2014 PARTICIPATORY GOVERNANCE ASSESSMENT: TAKING … · Authors: Mr Nguyen Quang Tan with the contributions from Mr Nguyen Huu Dzung, Mr Hoang Huy Tuan, Mr Phan Trieu Giang, Ms Huynh

Huy Nguyen, PE ENGR10 20Sep12 Engr 10 Guest Lecture Huy Nguyen, PE September 20, 2012.

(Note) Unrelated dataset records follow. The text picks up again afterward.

impl TaskState {
    pub fn new(task_id: String, prompt: String, workspace: PathBuf, cfg: &TaskConfig) -> Self {
        Self {
            task_id,
            prompt,
            workspace,
            created_at: Utc::now(),
            status: Mutex::new(TaskStatus::Pending),
            started_at: Mutex::new(None),
            updated_at: Mutex::new(Utc::now()),
            conversation: Mutex::new(Vec::new()),
            result: Mutex::new(String::new()),
            error: Mutex::new(None),
            subtasks: Mutex::new(Vec::new()),
            loop_iterations: AtomicU32::new(0),
            tools_called: AtomicU32::new(0),
            steering: SteeringQueue::new(cfg.steering_queue_bound),
            human_response: ResponseSlot::new(),
            paused: AtomicBool::new(false),
            resume_notify: Notify::new(),
            cancel: CancellationToken::new(),
            emitter: Arc::new(EventEmitter::new(cfg.event_queue_bound)),
        }
    }

    // ── status ───────────────────────────────────────────────────────

    pub fn status(&self) -> TaskStatus {
        *self.status.lock()
    }

    /// Transition status. Once cancelled, the status never leaves
    /// `cancelled` (later writes are ignored).
    pub fn set_status(&self, status: TaskStatus) {
        {
            let mut current = self.status.lock();
            if *current == TaskStatus::Cancelled {
                return;
            }
            *current = status;
        }
        if status == TaskStatus::Running {
            let mut started = self.started_at.lock();
            if started.is_none() {
                *started = Some(Utc::now());
            }
        }
        self.touch();
    }

    /// Idempotent: sets `cancelled`, records the reason, fires the
    /// cancel signal.
    pub fn mark_cancelled(&self, reason: &str) {
        {
            let mut status = self.status.lock();
            if *status != TaskStatus::Cancelled {
                *status = TaskStatus::Cancelled;
                let mut error = self.error.lock();
                if error.is_none() {
                    *error = Some(reason.to_owned());
                }
            }
        }
        self.touch();
        self.cancel.cancel();
        // A paused agent must observe the cancel, not sleep forever.
        self.resume_notify.notify_waiters();
    }

    pub fn is_cancelled(&self) -> bool {
        self.cancel.is_cancelled()
    }

    pub fn cancel_token(&self) -> CancellationToken {
        self.cancel.clone()
    }

    // ── pause / resume ───────────────────────────────────────────────

    pub fn pause(&self) {
        self.paused.store(true, Ordering::Release);
        self.touch();
    }

    pub fn resume(&self) {
        self.paused.store(false, Ordering::Release);
        self.resume_notify.notify_waiters();
        self.touch();
    }

    pub fn is_paused(&self) -> bool {
        self.paused.load(Ordering::Acquire)
    }

    /// Park until resumed or cancelled. Safe point for the agent loop.
    pub async fn wait_if_paused(&self) {
        while self.is_paused() && !self.is_cancelled() {
            let resumed = self.resume_notify.notified();
            if !self.is_paused() || self.is_cancelled() {
                return;
            }
            tokio::select! {
                _ = resumed => {}
                _ = self.cancel.cancelled() => return,
            }
        }
    }

    // ── steering & human responses ───────────────────────────────────

    pub fn put_user_message(&self, message: &str) -> Result<()> {
        self.steering.push(message)
    }

    pub async fn get_user_message(&self, timeout: Duration) -> Option<String> {
        self.steering.pop(timeout).await
    }

    pub fn steering_len(&self) -> usize {
        self.steering.len()
    }

    pub fn provide_human_response(&self, text: &str) -> Result<()> {
        self.human_response.provide(text)
    }

    pub async fn wait_for_human_response(&self, timeout: Duration) -> Option<String> {
        self.human_response.wait(timeout).await
    }

    // ── bookkeeping ──────────────────────────────────────────────────

    pub fn add_conversation(&self, role: &str, content: &str) {
        self.conversation.lock().push(ConversationEntry {
            role: role.to_owned(),
            content: content.to_owned(),
            timestamp: Utc::now(),
        });
        self.touch();
    }

    pub fn set_result(&self, result: &str) {
        *self.result.lock() = result.to_owned();
        self.touch();
    }

    pub fn result(&self) -> String {
        self.result.lock().clone()
    }

    pub fn set_error(&self, error: &str) {
        *self.error.lock() = Some(error.to_owned());
        self.touch();
    }

    pub fn set_subtasks(&self, views: Vec<SubtaskView>) {
        *self.subtasks.lock() = views;
        self.touch();
    }

    /// Replace one executor's entries, preserving the others.
    pub fn update_subtasks_for(&self, ids: &[String], views: Vec<SubtaskView>) {
        let mut all = self.subtasks.lock();
        all.retain(|v| !ids.contains(&v.id));
        all.extend(views);
    }

    pub fn incr_loop(&self) {
        self.loop_iterations.fetch_add(1, Ordering::Relaxed);
    }

    pub fn incr_tools(&self) {
        self.tools_called.fetch_add(1, Ordering::Relaxed);
    }

    pub fn emitter(&self) -> Arc<EventEmitter> {
        self.emitter.clone()
    }

    pub fn updated_at(&self) -> DateTime<Utc> {
        *self.updated_at.lock()
    }

    fn touch(&self) {
        *self.updated_at.lock() = Utc::now();
    }

    /// `updated_at - started_at` (or `- created_at` before start).
    pub fn duration_seconds(&self) -> i64 {
        let from = self.started_at.lock().unwrap_or(self.created_at);
        (self.updated_at() - from).num_seconds().max(0)
    }

    /// Projection for list/detail endpoints: no secrets, bounded
    /// previews.
    pub fn to_json(&self, with_detail: bool) -> serde_json::Value {
        let mut v = serde_json::json!({
            "task_id": self.task_id,
            "task": preview(&self.prompt, 500),
            "status": self.status(),
            "created_at": self.created_at.to_rfc3339(),
            "updated_at": self.updated_at().to_rfc3339(),
            "duration_seconds": self.duration_seconds(),
            "loop_iterations": self.loop_iterations.load(Ordering::Relaxed),
            "tools_called": self.tools_called.load(Ordering::Relaxed),
        });
        if let Some(error) = self.error.lock().clone() {
            v["error"] = serde_json::json!(preview(&error, 500));
        }
        if with_detail {
            v["result"] = serde_json::json!(self.result());
            v["subtasks"] = serde_json::json!(*self.subtasks.lock());
            let conversation = self.conversation.lock();
            v["conversation"] = serde_json::json!(conversation
                .iter()
                .map(|e| serde_json::json!({
                    "role": e.role,
                    "content": preview(&e.content, 2000),
                    "timestamp": e.timestamp.to_rfc3339(),
                }))
                .collect::<Vec<_>>());
        }
        v
    }
}

// ━━━━━━━━━━━━━━━━━━━━━━━━━━━━━━━━━━━━━━━━━━━━━━━━━━━━━━━━━━━━━━━━━━
// TaskRegistry
// ━━━━━━━━━━━━━━━━━━━━━━━━━━━━━━━━━━━━━━━━━━━━━━━━━━━━━━━━━━━━━━━━━━

pub struct TaskRegistry {
    tasks: RwLock<HashMap<String, Arc<TaskState>>>,
    workspaces_root: PathBuf,
    config: TaskConfig,
}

Bai2 Bang Hoang Huy 2011 38€¦ · acta mathematica vietnamica 145 volume 36, number 2, 2011, pp. 145–167 some properties of orlicz-lorentz spaces ha huy bang, nguyen van hoang

static-content.springer.com10.1007... · Web viewMicrobial Production of Astilbin, a Bioactive Rhamnosylated Flavanonol, From Taxifolin Nguyen Huy Thuan1*, Sailesh Malla2, Nguyen

Workshop Proceedings EXPERIENCES AND POTENTIAL FOR …€¦ · 02-01-2000 · minority)." Nguyen Huy Dung, Nguyen Hai Nam and Pham Quoc Hung 30 "Doi and Ke Villages, Hien Luong Commune,

Cai Yu, Wu Xingyao, Rafael Rabelo, Le Huy Nguyen, Valerio ...ceqip.eu/2013/talks/ceqip2013_scarani.pdf · Rafael Rabelo PhD 4th year Wu Xingyao (邬兴尧 ) PhD 1st year Lê Huy Nguyên

A Novel Chopping-Spinning MAGFET Device Vincent FRICK , Huy Binh NGUYEN and Luc HEBRARD

Hidden Markov Models for Information Extraction Recent Results and Current Projects Joseph Smarr & Huy Nguyen Advisor: Chris Manning.